START Data to examine
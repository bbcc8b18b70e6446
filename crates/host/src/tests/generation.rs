use std::sync::atomic::Ordering;
use std::time::Duration;

use devpilot_proto::{Position, Range, SurfaceKind, TextEdit};
use pretty_assertions::assert_eq;
use serde_json::json;

use super::{Harness, find, kinds, settle};
use crate::collab::GenerationKind;
use crate::testing::Fakes;

#[tokio::test(start_paused = true)]
async fn generation_failure_reaches_only_the_requester() {
	let fakes = Fakes::default();
	fakes.generator.fail.store(true, Ordering::SeqCst);
	let h = Harness::start(fakes).await;
	let mut a = h.ready_surface(SurfaceKind::Primary).await;
	let mut b = h.ready_surface(SurfaceKind::Secondary).await;

	a.send("chatMessage", json!({"text": "explain lifetimes"})).await;

	let reply = find(&a.received().await, "chatReply").clone();
	assert_eq!(reply["ok"], json!(false));
	assert!(reply["error"].as_str().unwrap().contains("missing credential"));
	assert!(reply.get("text").is_none());
	assert!(b.received().await.is_empty());
}

#[tokio::test(start_paused = true)]
async fn commit_message_uses_resource_diff() {
	let fakes = Fakes::default();
	fakes
		.editor
		.diffs
		.lock()
		.unwrap()
		.insert("file:///w/src/lib.rs".into(), "+pub fn run() {}".into());
	let h = Harness::start(fakes).await;
	let mut a = h.ready_surface(SurfaceKind::Primary).await;

	a.send("generateCommit", json!({"uri": "file:///w/src/lib.rs"})).await;

	assert_eq!(
		find(&a.received().await, "commitResult"),
		&json!({"ok": true, "text": "commit: +pub fn run() {}"})
	);
}

#[tokio::test(start_paused = true)]
async fn commit_message_without_changes_is_a_failure() {
	let h = Harness::start(Fakes::default()).await;
	let mut a = h.ready_surface(SurfaceKind::Primary).await;

	a.send("generateCommit", serde_json::Value::Null).await;

	assert_eq!(
		find(&a.received().await, "commitResult"),
		&json!({"ok": false, "error": "nothing to describe"})
	);
	assert!(h.fakes.generator.calls.lock().unwrap().is_empty());
}

#[tokio::test(start_paused = true)]
async fn commit_message_falls_back_to_workspace_diff() {
	let fakes = Fakes::default();
	*fakes.editor.workspace_diff.lock().unwrap() = "+a\n-b\n".into();
	let h = Harness::start(fakes).await;
	let mut a = h.ready_surface(SurfaceKind::Primary).await;

	a.send("generateCommit", json!({})).await;

	assert_eq!(find(&a.received().await, "commitResult")["ok"], json!(true));
	assert_eq!(
		*h.fakes.generator.calls.lock().unwrap(),
		vec![(GenerationKind::Commit, "+a\n-b\n".to_string())]
	);
}

#[tokio::test(start_paused = true)]
async fn overlapping_requests_are_answered_to_their_own_surface() {
	let fakes = Fakes::default();
	{
		let mut delays = fakes.generator.delays.lock().unwrap();
		delays.insert("slow".into(), Duration::from_millis(200));
		delays.insert("fast".into(), Duration::from_millis(20));
	}
	let h = Harness::start(fakes).await;
	let mut a = h.ready_surface(SurfaceKind::Primary).await;
	let mut b = h.ready_surface(SurfaceKind::Secondary).await;

	a.send("chatMessage", json!({"text": "slow"})).await;
	b.send("chatMessage", json!({"text": "fast"})).await;

	tokio::time::sleep(Duration::from_millis(50)).await;
	assert_eq!(find(&b.drain(), "chatReply"), &json!({"ok": true, "text": "echo: fast"}));
	assert!(a.drain().is_empty());

	tokio::time::sleep(Duration::from_millis(200)).await;
	assert_eq!(find(&a.drain(), "chatReply"), &json!({"ok": true, "text": "echo: slow"}));
	assert!(b.drain().is_empty());
}

#[tokio::test(start_paused = true)]
async fn result_for_detached_requester_is_discarded() {
	let fakes = Fakes::default();
	fakes
		.generator
		.delays
		.lock()
		.unwrap()
		.insert("slow".into(), Duration::from_millis(100));
	let h = Harness::start(fakes).await;
	let mut a = h.ready_surface(SurfaceKind::Primary).await;
	let mut b = h.ready_surface(SurfaceKind::Secondary).await;

	a.send("chatMessage", json!({"text": "slow"})).await;
	settle().await;
	h.host.detach(a.id()).await.unwrap();
	tokio::time::sleep(Duration::from_millis(200)).await;

	assert!(a.drain().is_empty());
	assert!(b.drain().is_empty());
	assert_eq!(h.fakes.generator.calls.lock().unwrap().len(), 1);
	assert!(h.host.state().await.is_ok());
}

#[tokio::test(start_paused = true)]
async fn empty_chat_is_rejected_without_calling_the_generator() {
	let h = Harness::start(Fakes::default()).await;
	let mut a = h.ready_surface(SurfaceKind::Primary).await;

	a.send("chatMessage", json!({"text": "   "})).await;

	assert_eq!(
		find(&a.received().await, "chatReply"),
		&json!({"ok": false, "error": "message text is empty"})
	);
	assert!(h.fakes.generator.calls.lock().unwrap().is_empty());
}

fn edit_payload(uri: &str, start: (u32, u32), end: (u32, u32)) -> serde_json::Value {
	json!({
		"uri": uri,
		"edits": [{
			"range": {
				"start": {"line": start.0, "character": start.1},
				"end": {"line": end.0, "character": end.1},
			},
			"newText": "renamed",
		}],
	})
}

#[tokio::test(start_paused = true)]
async fn apply_edit_reports_to_requester() {
	let h = Harness::start(Fakes::default()).await;
	let mut a = h.ready_surface(SurfaceKind::Overlay).await;
	let mut b = h.ready_surface(SurfaceKind::Primary).await;

	a.send("applyEdit", edit_payload("file:///w/src/main.rs", (1, 4), (1, 8))).await;

	assert_eq!(find(&a.received().await, "applyEditResult"), &json!({"ok": true}));
	assert!(b.received().await.is_empty());
	assert_eq!(
		*h.fakes.editor.applied.lock().unwrap(),
		vec![(
			"file:///w/src/main.rs".to_string(),
			vec![TextEdit {
				range: Range::new(Position::new(1, 4), Position::new(1, 8)),
				new_text: "renamed".into(),
			}]
		)]
	);
}

#[tokio::test(start_paused = true)]
async fn invalid_edits_never_reach_the_editor() {
	let h = Harness::start(Fakes::default()).await;
	let mut a = h.ready_surface(SurfaceKind::Overlay).await;

	a.send("applyEdit", edit_payload("file:///w/a.rs", (3, 0), (2, 0))).await;
	let reversed = find(&a.received().await, "applyEditResult").clone();
	assert_eq!(reversed["ok"], json!(false));

	a.send("applyEdit", edit_payload("not a uri", (0, 0), (0, 1))).await;
	assert_eq!(
		find(&a.received().await, "applyEditResult"),
		&json!({"ok": false, "error": "invalid resource `not a uri`"})
	);

	a.send("applyEdit", json!({"uri": 5})).await;
	assert_eq!(kinds(&a.received().await), vec!["applyEditResult"]);

	assert!(h.fakes.editor.applied.lock().unwrap().is_empty());
}

#[tokio::test(start_paused = true)]
async fn editor_failure_becomes_failure_payload() {
	let fakes = Fakes::default();
	fakes.editor.reject_edits.store(true, Ordering::SeqCst);
	let h = Harness::start(fakes).await;
	let mut a = h.ready_surface(SurfaceKind::Overlay).await;

	a.send("applyEdit", edit_payload("file:///w/a.rs", (0, 0), (0, 1))).await;

	let reply = find(&a.received().await, "applyEditResult").clone();
	assert_eq!(reply["ok"], json!(false));
	assert!(reply["error"].as_str().unwrap().contains("out of bounds"));
}
//! Per-kind debounce windows for high-frequency editor events.
//!
//! # Design
//!
//! Each event kind owns at most one slot: the deadline at which it fires and
//! the most recent producer scheduled for it. A new [`Debouncer::schedule`]
//! for the same kind pushes the deadline out and replaces the producer, so
//! only the latest representative of a burst ever runs. The owner drives the
//! timer: it sleeps until [`Debouncer::next_deadline`] and then collects the
//! producers returned by [`Debouncer::take_due`].
//!
//! Time is always passed in explicitly, which keeps the type free of timers
//! and lets tests run against tokio's paused clock.

use std::collections::HashMap;
use std::hash::Hash;
use std::time::Duration;

use tokio::time::Instant;

/// Default quiescence window.
pub const DEFAULT_WINDOW: Duration = Duration::from_millis(crate::config::DEFAULT_DEBOUNCE_MS);

#[derive(Debug)]
struct Slot<P> {
	deadline: Instant,
	producer: P,
}

/// Coalesces bursts of `schedule` calls per kind `K` into one producer `P`.
#[derive(Debug)]
pub struct Debouncer<K, P> {
	window: Duration,
	slots: HashMap<K, Slot<P>>,
}

impl<K, P> Default for Debouncer<K, P> {
	fn default() -> Self {
		Self::new(DEFAULT_WINDOW)
	}
}

impl<K, P> Debouncer<K, P> {
	/// Creates a debouncer with the given quiescence window.
	pub fn new(window: Duration) -> Self {
		Self {
			window,
			slots: HashMap::new(),
		}
	}

	/// Earliest pending deadline across all kinds.
	pub fn next_deadline(&self) -> Option<Instant> {
		self.slots.values().map(|slot| slot.deadline).min()
	}

	#[cfg(test)]
	fn pending(&self) -> usize {
		self.slots.len()
	}
}

impl<K: Eq + Hash + Copy, P> Debouncer<K, P> {
	/// Records an occurrence of `kind` at `now` with `producer` as its latest
	/// representative. Restarts the window and replaces any pending producer.
	pub fn schedule(&mut self, kind: K, producer: P, now: Instant) {
		self.slots.insert(
			kind,
			Slot {
				deadline: now + self.window,
				producer,
			},
		);
	}

	/// Removes and returns every producer whose window has elapsed at `now`.
	pub fn take_due(&mut self, now: Instant) -> Vec<(K, P)> {
		let due: Vec<K> = self
			.slots
			.iter()
			.filter(|(_, slot)| slot.deadline <= now)
			.map(|(kind, _)| *kind)
			.collect();
		due.into_iter()
			.filter_map(|kind| self.slots.remove(&kind).map(|slot| (kind, slot.producer)))
			.collect()
	}

	#[cfg(test)]
	fn is_pending(&self, kind: K) -> bool {
		self.slots.contains_key(&kind)
	}
}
END Data to examine
§ Task description
From the line with "pub fn next_deadline(&self)" to the final line of the data above, please reproduce every line exactly and add nothing.

§ Answer space
	pub fn next_deadline(&self) -> Option<Instant> {
		self.slots.values().map(|slot| slot.deadline).min()
	}

	#[cfg(test)]
	fn pending(&self) -> usize {
		self.slots.len()
	}
}

impl<K: Eq + Hash + Copy, P> Debouncer<K, P> {
	/// Records an occurrence of `kind` at `now` with `producer` as its latest
	/// representative. Restarts the window and replaces any pending producer.
	pub fn schedule(&mut self, kind: K, producer: P, now: Instant) {
		self.slots.insert(
			kind,
			Slot {
				deadline: now + self.window,
				producer,
			},
		);
	}

	/// Removes and returns every producer whose window has elapsed at `now`.
	pub fn take_due(&mut self, now: Instant) -> Vec<(K, P)> {
		let due: Vec<K> = self
			.slots
			.iter()
			.filter(|(_, slot)| slot.deadline <= now)
			.map(|(kind, _)| *kind)
			.collect();
		due.into_iter()
			.filter_map(|kind| self.slots.remove(&kind).map(|slot| (kind, slot.producer)))
			.collect()
	}

	#[cfg(test)]
	fn is_pending(&self, kind: K) -> bool {
		self.slots.contains_key(&kind)
	}
}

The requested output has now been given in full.